Was fürn Glück, dass andere auf mein Auto aufpassen. Dass sie mich hinterm Lenkrad wegzerren, wenn ich es mal wieder teildemoliere. Dabei zerstöre ich meist nur die Unterkante der vorderen Schürze. Ich schleife unten immer nur – meist an zu hoch eingebauten Bordsteinen – etwas Plastik ab. Das könnte man dann als Mikroplastik ins Essen rühren oder ins Shampoo.

Verhältnisse
Ich versuche regelmäßig, Menschen, Tiere und Dinge in vernünftiger Relation zu mir zu sehen: Ein Auto ist ein Gegenstand, der im Laufe seiner Nutzung verbraucht wird. Es ist kein Heiligtum, sondern ein praktischer, stinkender, fahrbarer Untersatz. – Ein Hund ist für mich auch kein Familienmitglied, sondern ein emotions- und intelligenzbegabtes Säugetier, wie ein Mastschwein auch.

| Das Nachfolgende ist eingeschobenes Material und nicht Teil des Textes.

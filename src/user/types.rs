use serde::{Deserialize, Serialize};

use super::models::UserModel;

/// Request body for POST /create-account.
/// Fields are optional so missing values surface as validation errors
/// rather than deserialization rejections.
#[derive(Debug, Default, Deserialize)]
#[serde(rename_all = "camelCase", default)]
pub struct RegisterRequest {
    pub full_name: Option<String>,
    pub email: Option<String>,
    pub password: Option<String>,
}

/// Request body for POST /login
#[derive(Debug, Default, Deserialize)]
#[serde(default)]
pub struct LoginRequest {
    pub email: Option<String>,
    pub password: Option<String>,
}

/// Public-facing user representation. The password hash never appears here.
#[derive(Debug, Serialize, Deserialize, PartialEq)]
#[serde(rename_all = "camelCase")]
pub struct UserResponse {
    pub id: String,
    pub full_name: String,
    pub email: String,
}

impl From<&UserModel> for UserResponse {
    fn from(user: &UserModel) -> Self {
        Self {
            id: user.id.clone(),
            full_name: user.full_name.clone(),
            email: user.email.clone(),
        }
    }
}

/// Response for successful registration and login
#[derive(Debug, Serialize, Deserialize)]
#[serde(rename_all = "camelCase")]
pub struct AuthResponse {
    pub error: bool,
    pub message: String,
    pub user: UserResponse,
    pub access_token: String,
}

/// Response for GET /get-user
#[derive(Debug, Serialize, Deserialize)]
pub struct CurrentUserResponse {
    pub user: UserResponse,
    pub message: String,
}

Ich esse weder Hunde noch Schweine. Für andere ist ein Hund der beste Kumpel. So verschieden sind wir Menschen. – Mir stehen alle Menschen in Afrika, Südamerika und sonst wo auf der Welt näher, als alle Hunde, Mastschweine und Autos in meiner direkten Umgebung.

Andere
Das sehen andere anders: Wir fahren abends ins Kino. Ich bin kein besonders guter Stadtparker. Ich laufe lieber länger, als dass ich mich elegant in eine Parklücke einfädele. Also: Ich habe zwei gesunde Beine und kann nicht gut einparken. – Wir waren späte dran, und ich baue unser Auto wieder in so eine Randparklücke ein. Da, wo hinten oder vorne keiner mehr kann, weil eine Einfahrt, Ampel, Kurve oder sonst was kommt. Und dabei schleife ich einen Bremer Bordstein auf der Strecke von einem Meter mit unserer Schürze sauber. Die beiden an der Ampel wären beinahe auf unsere Kühlerhaube gesprungen. Autoretter erster Güte! ‚Was macht der Irre mit der Karre? Und was macht der mit unseren steuerfinanzierten Bremer Bordsteinen?‘ – Sind die nicht Verschleißmaterial? Bei der Benutzung von Straßen gibt’s Abrieb und bei Borsteinen? Ich fahre ja nicht mal so ein tiefergelegtes Jungsauto. Aber es passt vorne meist nicht sauber über die Bordsteine drüber, meistens nur drauf. Der Typ sah so aus, als wollte er mich aus dem Auto holen, mir eine Standpauke halten und zwei Fahrstunden erteilen.

Prioritäten
Ich finde da andere Punkte wichtiger: Ich fahre immer mit null Alkohol, überhole nie rechts, stresse auf der Autobahn keinen, gucke bei Einfahrten nach Fuß­gängern oder Radfahrern und fahre nicht mit Schmackes aus der Einfahrt, halte meist alle Geschwindigkeitsbegrenzungen ein, heize nicht über Zebrastreifen, an denen Personen stehen … Was ist zu vermeiden: Material- oder Personenschaden? Beides. Schon klar. Aber was hat Priorität? Noch nie habe ich einen Dritten gesehen, der einem Autofahrer einen Vogel zeigt, weil er frech innerorts einen Zebrastreifen überfährt, an dem jemand steht. Aber schürfen Sie mal mit der Schürze einen Bordstein! Wir reden von dem Stück Plastik vorne dran. Das kann man ersetzen. Das hat eine Ersatzteilnummer und geringen Wert. Wir reden nicht von Schürfwunden, Prellungen, Brüchen und schlimmeren Dingen, die einem im Straßenverkehr widerfahren können.

Retter
Die Retter lauern überall. Diesmal im Dorf: Ich finde nur die halbe Bordsteinabsenkung und touchiere mit der Schürze einen Teil der Schrägen. Und eine Passantin guckt mich ganz entgeistert an mit folgenden Worten im Kopf: ‚Schon wieder so ein Hirsch, der es nicht kann.‘ Und ich ergänze: „…, der beim rückwärtigen Ausparken im Dunkeln mehr auf den Verkehr, die Radfahrer und Passanten achtet, als auf das Material.“ Ja, ich bin bekennender Schürzenjäger. Und ganz ehrlich: Ich erzeuge gelegentlich Abrieb. Aber ich fahre auch so unsportlich, dass ich sonst am Auto fast nichts schaffe. Voll der Langweiler: Keine Beulen, kein Wildschaden, kein Totalschaden. Toi, toi, toi!

Torftipp: Schürzen jagen. Menschen schonen.